穴見 目を瞑ってたからね。俺らは横で聴いてたよ、気持ちよく。
長屋 意地でも一番は弾かないみたいな、あの裏切りがおもしろいところだと思うので。peppeとの弾き語りで、突き抜けるようなアレンジをしたのも初だったな。ふたりでやるときは、だいたいしっとりしちゃうから(笑)。どちらも『THE FIRST TAKE』という空間だったからこそできたアレンジでした。
――歌の力が存分に感じられる2曲に仕上がっていましたね。改めてお伺いしたいのですが、長屋さんの歌の魅力ってどこにあると思いますか。
穴見 小さい音で聴いても、長屋の声ってめっちゃ抜けてくるんですよね。聴かれるために生まれた声だなって。
peppe 一聴しただけで長屋ってわかる。緑黄色社会の曲を歌ってみると、長屋のすごさがよりわかると思います。
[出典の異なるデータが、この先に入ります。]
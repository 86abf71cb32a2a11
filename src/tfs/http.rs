//! reqwest-based transport for the Azure DevOps / TFS REST API.

use async_trait::async_trait;
use reqwest::{RequestBuilder, Response};
use serde::de::DeserializeOwned;
use serde_json::json;
use std::sync::Arc;
use std::time::Duration;
use url::Url;

use super::api_types::{
  ApiConnectionData, ApiList, ApiPullRequest, ApiRepository, ApiWiqlResult, ApiWorkItem,
};
use super::client::{Connector, RemoteConnection, SourceControl, WorkItemTracking};
use super::error::RemoteError;
use super::types::AuthMaterial;

/// REST API version sent with every request
const API_VERSION: &str = "5.0";

/// The batch work item endpoint accepts at most this many ids per call
const MAX_BATCH_IDS: usize = 200;

/// Per-request limit, independent of the session manager's overall deadline
const REQUEST_TIMEOUT: Duration = Duration::from_secs(30);

/// Opens HTTP sessions against a TFS / Azure DevOps server.
#[derive(Debug, Clone, Default)]
pub struct HttpConnector;

impl HttpConnector {
  pub fn new() -> Self {
    Self
  }
}

#[async_trait]
impl Connector for HttpConnector {
  async fn open(
    &self,
    server_url: &str,
    auth: &AuthMaterial,
  ) -> Result<Box<dyn RemoteConnection>, RemoteError> {
    let base = parse_server_url(server_url)?;

    let http = reqwest::Client::builder()
      .user_agent(concat!("tfsv/", env!("CARGO_PKG_VERSION")))
      .timeout(REQUEST_TIMEOUT)
      .build()
      .map_err(|e| RemoteError::Network(format!("Failed to create HTTP client: {}", e)))?;

    let inner = Arc::new(HttpInner {
      http,
      base,
      auth: auth.clone(),
    });

    // Validates both reachability and credentials
    let connection_data: ApiConnectionData = inner
      .send(inner.get("_apis/connectionData"))
      .await?;

    tracing::debug!(
      server = %inner.base,
      user = ?connection_data.display_name(),
      "Connected"
    );

    Ok(Box::new(HttpConnection {
      inner,
      identity: connection_data.display_name(),
      server_version: connection_data.server_version(),
    }))
  }
}

fn parse_server_url(server_url: &str) -> Result<Url, RemoteError> {
  let invalid = |reason: String| RemoteError::InvalidUrl {
    url: server_url.to_string(),
    reason,
  };

  let url = Url::parse(server_url.trim()).map_err(|e| invalid(e.to_string()))?;
  match url.scheme() {
    "http" | "https" => Ok(url),
    other => Err(invalid(format!("unsupported scheme '{}'", other))),
  }
}

struct HttpInner {
  http: reqwest::Client,
  base: Url,
  auth: AuthMaterial,
}

impl HttpInner {
  fn endpoint(&self, path: &str) -> String {
    format!("{}/{}", self.base.as_str().trim_end_matches('/'), path)
  }

  fn authorize(&self, request: RequestBuilder) -> RequestBuilder {
    match &self.auth {
      AuthMaterial::Token(token) => request.basic_auth("", Some(token)),
      // No NTLM/Negotiate in reqwest; rely on an authenticating proxy or
      // anonymous access
      AuthMaterial::Integrated { .. } => request,
    }
  }

  fn get(&self, path: &str) -> RequestBuilder {
    self.authorize(
      self
        .http
        .get(self.endpoint(path))
        .query(&[("api-version", API_VERSION)]),
    )
  }

  fn post(&self, path: &str, body: serde_json::Value) -> RequestBuilder {
    self.authorize(
      self
        .http
        .post(self.endpoint(path))
        .query(&[("api-version", API_VERSION)])
        .json(&body),
    )
  }

  async fn send<T: DeserializeOwned>(&self, request: RequestBuilder) -> Result<T, RemoteError> {
    let response = request.send().await.map_err(map_reqwest_error)?;
    let response = check_status(response).await?;
    response
      .json::<T>()
      .await
      .map_err(|e| RemoteError::Decode(e.to_string()))
  }
}

fn map_reqwest_error(e: reqwest::Error) -> RemoteError {
  if e.is_decode() {
    RemoteError::Decode(e.to_string())
  } else {
    RemoteError::Network(e.to_string())
  }
}

async fn check_status(response: Response) -> Result<Response, RemoteError> {
  let status = response.status();
  if status.is_success() {
    return Ok(response);
  }

  let body = response.text().await.unwrap_or_default();
  let message = serde_json::from_str::<serde_json::Value>(&body)
    .ok()
    .and_then(|v| v.get("message").and_then(|m| m.as_str()).map(String::from))
    .unwrap_or_else(|| {
      status
        .canonical_reason()
        .unwrap_or("Unknown error")
        .to_string()
    });
  Err(RemoteError::status(status.as_u16(), message))
}

struct HttpConnection {
  inner: Arc<HttpInner>,
  identity: Option<String>,
  server_version: Option<String>,
}

impl RemoteConnection for HttpConnection {
  fn work_items(&self) -> Arc<dyn WorkItemTracking> {
    Arc::new(HttpWorkItemClient {
      inner: Arc::clone(&self.inner),
    })
  }

  fn source_control(&self) -> Arc<dyn SourceControl> {
    Arc::new(HttpGitClient {
      inner: Arc::clone(&self.inner),
    })
  }

  fn authorized_identity(&self) -> Option<String> {
    self.identity.clone()
  }

  fn server_version(&self) -> Option<String> {
    self.server_version.clone()
  }
}

struct HttpWorkItemClient {
  inner: Arc<HttpInner>,
}

#[async_trait]
impl WorkItemTracking for HttpWorkItemClient {
  async fn query_by_wiql(&self, wiql: &str, top: Option<u32>) -> Result<Vec<u64>, RemoteError> {
    let mut request = self.inner.post("_apis/wit/wiql", json!({ "query": wiql }));
    if let Some(top) = top {
      request = request.query(&[("$top", top)]);
    }

    let result: ApiWiqlResult = self.inner.send(request).await?;
    Ok(result.work_items.into_iter().map(|w| w.id).collect())
  }

  async fn get_work_items(
    &self,
    ids: &[u64],
    fields: &[&str],
  ) -> Result<Vec<ApiWorkItem>, RemoteError> {
    let fields = fields.join(",");
    let mut items = Vec::with_capacity(ids.len());

    for chunk in ids.chunks(MAX_BATCH_IDS) {
      let ids = chunk
        .iter()
        .map(|id| id.to_string())
        .collect::<Vec<_>>()
        .join(",");
      let request = self
        .inner
        .get("_apis/wit/workitems")
        .query(&[("ids", ids.as_str()), ("fields", fields.as_str())]);

      let response: ApiList<ApiWorkItem> = self.inner.send(request).await?;
      items.extend(response.value);
    }

    Ok(items)
  }
}

struct HttpGitClient {
  inner: Arc<HttpInner>,
}

#[async_trait]
impl SourceControl for HttpGitClient {
  async fn get_repositories(&self) -> Result<Vec<ApiRepository>, RemoteError> {
    let response: ApiList<ApiRepository> = self
      .inner
      .send(self.inner.get("_apis/git/repositories"))
      .await?;
    Ok(response.value)
  }

  async fn get_active_pull_requests(
    &self,
    repository_id: &str,
  ) -> Result<Vec<ApiPullRequest>, RemoteError> {
    let path = format!("_apis/git/repositories/{}/pullrequests", repository_id);
    let request = self
      .inner
      .get(&path)
      .query(&[("searchCriteria.status", "active")]);

    let response: ApiList<ApiPullRequest> = self.inner.send(request).await?;
    Ok(response.value)
  }
}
小林 長屋って、うまさの上に表現力があって。実力もあるし努力もしているし誰が聴いてもうまいけど、うまさが前に出ているわけじゃない。そして、その表現力が演技力ではないんです。歌詞に表れているように、本当に内から出てきた言葉を歌っているので。
穴見 歌うときに自分をさらけ出してるんですよね。いい意味で何も考えていないというか。
小林 長屋を「素敵だな」と思う瞬間って、自分の言葉を内側から出しているとき。緑黄色社会の真髄は、やっぱり長屋晴子が作詞・作曲した曲。僕らはそれだけじゃない面白味とか、バンドの魅力を引き立てる役だと思っています。